Code for Folded Recurrent Neural Networks
Switch branches/tags
Nothing to show
Clone or download
Latest commit 78f0a80 Dec 4, 2017

README.md

Folded Recurrent Neural Networks

Here we provide the code for Folded Recurrent Neural Networks, a type of recurrent auto-encoder with shared states between encoder and decoder. This allows for representation stratification, with the resulting model requiring less capacity on the deeper layers. It is also possible to use only the encoder or decoder during encoding and prediction, respectively. This results in computational and memory savings, and limits the propagation of prediction errors by avoiding the re-encoding of predictions. Due to this strategy, layers can be removed from an already trained model. This facilitates the analysis of the contribution to the final predictions made by each layer. It also serves as mechanism for reducing the size of the final models. This code applies fRNN to future video prediction, as explained in the following paper:

https://arxiv.org/pdf/1712.00311.pdf

This repository also implements the RLadder baseline presented in the paper.

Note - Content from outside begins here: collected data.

use std::ops::{Deref, Index, IndexMut};

use auto_ops::{impl_op_ex, impl_op_ex_commutative};

use crate::math::*;

/// Number of wavelengths carried by a path: one hero plus three secondaries.
pub const NUM_SPECTRUM_SAMPLES: usize = 4;

#[derive(Debug, Clone, Copy, PartialEq, PartialOrd, Default)]
pub struct SampledSpectrum {
    pub values: [Float; NUM_SPECTRUM_SAMPLES],
}

impl SampledSpectrum {
    #[inline]
    pub const fn new(values: [Float; NUM_SPECTRUM_SAMPLES]) -> SampledSpectrum {
        SampledSpectrum { values }
    }

    #[inline]
    pub const fn from_const(c: Float) -> SampledSpectrum {
        SampledSpectrum { values: [c; NUM_SPECTRUM_SAMPLES] }
    }

    pub fn is_zero(&self) -> bool {
        self.values.iter().all(|x| *x == 0.0)
    }

    pub fn has_nan(&self) -> bool {
        self.values.has_nan()
    }

    pub fn safe_div(&self, other: &SampledSpectrum) -> SampledSpectrum {
        let mut result = [0.0; NUM_SPECTRUM_SAMPLES];
        for (i, res) in result.iter_mut().enumerate() {
            *res = if other[i] != 0.0 { self[i] / other[i] } else { 0.0 };
        }
        debug_assert!(!result.has_nan());
        SampledSpectrum::new(result)
    }

    pub fn clamp_zero(&self) -> SampledSpectrum {
        SampledSpectrum::new(self.values.map(|v| v.max(0.0)))
    }

    pub fn sqrt(&self) -> SampledSpectrum {
        SampledSpectrum::new(self.values.map(safe::sqrt))
    }

    pub fn lerp(&self, other: &SampledSpectrum, t: Float) -> SampledSpectrum {
        (1.0 - t) * self + t * other
    }

    pub fn average(&self) -> Float {
        self.values.iter().sum::<Float>() / NUM_SPECTRUM_SAMPLES as Float
    }

    pub fn min_component_value(&self) -> Float {
        debug_assert!(!self.values.has_nan());
        self.values.iter().fold(Float::INFINITY, |a, &b| a.min(b))
    }

    pub fn max_component_value(&self) -> Float {
        debug_assert!(!self.values.has_nan());
        self.values.iter().fold(Float::NEG_INFINITY, |a, &b| a.max(b))
    }

    /// Keeps only the hero channel, scaled by the number of channels so the
    /// estimate stays unbiased once the secondaries are dropped.
    pub fn collapse_to_hero(&self) -> SampledSpectrum {
        let mut result = [0.0; NUM_SPECTRUM_SAMPLES];
        result[0] = self.values[0] * NUM_SPECTRUM_SAMPLES as Float;
        SampledSpectrum::new(result)
    }
}

impl Index<usize> for SampledSpectrum {
    type Output = Float;

    fn index(&self, index: usize) -> &Self::Output {
        self.values.index(index)
    }
}

impl IndexMut<usize> for SampledSpectrum {
    fn index_mut(&mut self, index: usize) -> &mut Self::Output {
        self.values.index_mut(index)
    }
}

// Lets callers iterate the channels directly.
impl Deref for SampledSpectrum {
    type Target = [Float; NUM_SPECTRUM_SAMPLES];

    fn deref(&self) -> &Self::Target {
        &self.values
    }
}

impl_op_ex!(+ |s1: &SampledSpectrum, s2: &SampledSpectrum| -> SampledSpectrum {
    let mut result = [0.0; NUM_SPECTRUM_SAMPLES];
    for i in 0..NUM_SPECTRUM_SAMPLES {
        result[i] = s1[i] + s2[i];
    }
    debug_assert!(!result.has_nan());
    SampledSpectrum::new(result)
});

impl_op_ex!(- |s1: &SampledSpectrum, s2: &SampledSpectrum| -> SampledSpectrum {
    let mut result = [0.0; NUM_SPECTRUM_SAMPLES];
    for i in 0..NUM_SPECTRUM_SAMPLES {
        result[i] = s1[i] - s2[i];
    }
    debug_assert!(!result.has_nan());
    SampledSpectrum::new(result)
});

impl_op_ex!(* |s1: &SampledSpectrum, s2: &SampledSpectrum| -> SampledSpectrum {
    let mut result = [0.0; NUM_SPECTRUM_SAMPLES];
    for i in 0..NUM_SPECTRUM_SAMPLES {
        result[i] = s1[i] * s2[i];
    }
    debug_assert!(!result.has_nan());
    SampledSpectrum::new(result)
});

impl_op_ex_commutative!(* |s: &SampledSpectrum, v: &Float| -> SampledSpectrum {
    let mut result = [0.0; NUM_SPECTRUM_SAMPLES];
    for i in 0..NUM_SPECTRUM_SAMPLES {
        result[i] = s[i] * v;
    }
    debug_assert!(!result.has_nan());
    SampledSpectrum::new(result)
});

impl_op_ex!(/ |s: &SampledSpectrum, v: &Float| -> SampledSpectrum {
    debug_assert!(*v != 0.0);
    debug_assert!(!v.is_nan());
    let mut result = [0.0; NUM_SPECTRUM_SAMPLES];
    for i in 0..NUM_SPECTRUM_SAMPLES {
        result[i] = s[i] / v;
    }
    debug_assert!(!result.has_nan());
    SampledSpectrum::new(result)
});

impl_op_ex!(/ |s1: &SampledSpectrum, s2: &SampledSpectrum| -> SampledSpectrum {
    let mut result = [0.0; NUM_SPECTRUM_SAMPLES];
    for i in 0..NUM_SPECTRUM_SAMPLES {
        result[i] = s1[i] / s2[i];
    }
    debug_assert!(!result.has_nan());
    SampledSpectrum::new(result)
});

impl_op_ex!(+= |s1: &mut SampledSpectrum, s2: &SampledSpectrum| {
    for i in 0..NUM_SPECTRUM_SAMPLES {
        s1[i] += s2[i];
    }
});

impl_op_ex!(*= |s1: &mut SampledSpectrum, s2: &SampledSpectrum| {
    for i in 0..NUM_SPECTRUM_SAMPLES {
        s1[i] *= s2[i];
    }
});

impl_op_ex!(*= |s: &mut SampledSpectrum, v: &Float| {
    for i in 0..NUM_SPECTRUM_SAMPLES {
        s[i] *= v;
    }
});

impl_op_ex!(/= |s: &mut SampledSpectrum, v: &Float| {
    for i in 0..NUM_SPECTRUM_SAMPLES {
        s[i] /= v;
    }
});

#[cfg(test)]
mod tests {
    use super::*;

    #[test]
    fn arithmetic() {
        let a = SampledSpectrum::new([1.0, 2.0, 3.0, 4.0]);
        let b = SampledSpectrum::from_const(2.0);
        assert_eq!((a * b).values, [2.0, 4.0, 6.0, 8.0]);
        assert_eq!((2.0 * a).values, (a * 2.0).values);
        assert_eq!(a.average(), 2.5);
        assert_eq!(a.max_component_value(), 4.0);
        assert_eq!(a.min_component_value(), 1.0);
        assert_eq!(a.safe_div(&SampledSpectrum::new([1.0, 0.0, 3.0, 0.0])).values, [1.0, 0.0, 1.0, 0.0]);
    }

    #[test]
    fn hero_collapse_preserves_average() {
        let a = SampledSpectrum::from_const(0.75);
        let collapsed = a.collapse_to_hero();
        assert_eq!(collapsed.values, [3.0, 0.0, 0.0, 0.0]);
        assert_eq!(collapsed.average(), a.average());
    }
}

This baseline uses an equivalent topology that makes use of bridge connections instead of directly sharing the states. The other methods in the comparison also made their code publicly available.

DATASETS & MODELS

The models for each dataset are saved inside "./model//". Each model has a main file, one for the fRNN model named "model_frnn.py" and one for the RLadder baseline, named "main_rladder.py". These files specify the paths where to find the pre-processed data and save the trained models, as well as the training parameters:

  • Number of training iterations (batches)
  • Batch size
  • Device to use
  • Topology parameters
  • Data loading and augmentation parameters

The folder for each dataset also contains a dataset-specific loader to feed the network ("loader.py") and a data preprocessing script ("preprocess.py"). The former should only be modified if you plan on using the code on other datasets not considered here. The later should be manually run in order to prepare the dataset before trying to train any model. In the case of Moving MMNIST, the preprocessing script will download the necessary files before preprocessing. For KTH and UCF101 the script expects the uncompressed datasets to be already present. These can be found in the following websites:

KTH - http://www.nada.kth.se/cvap/actions/
UCF101 - http://crcv.ucf.edu/data/UCF101.php

MAIN FILES

Each model has a main file associated. They are all identical, changing only the imported model file. By default, the model will train, test and analyse the results of the model. Each step can be executed independently by commenting the other actions, as intermediate results are saved to disk. There is also a "run" function commented by default. This function allows you to extract direct predictions from the model, as well as to plot the results as they are obtained.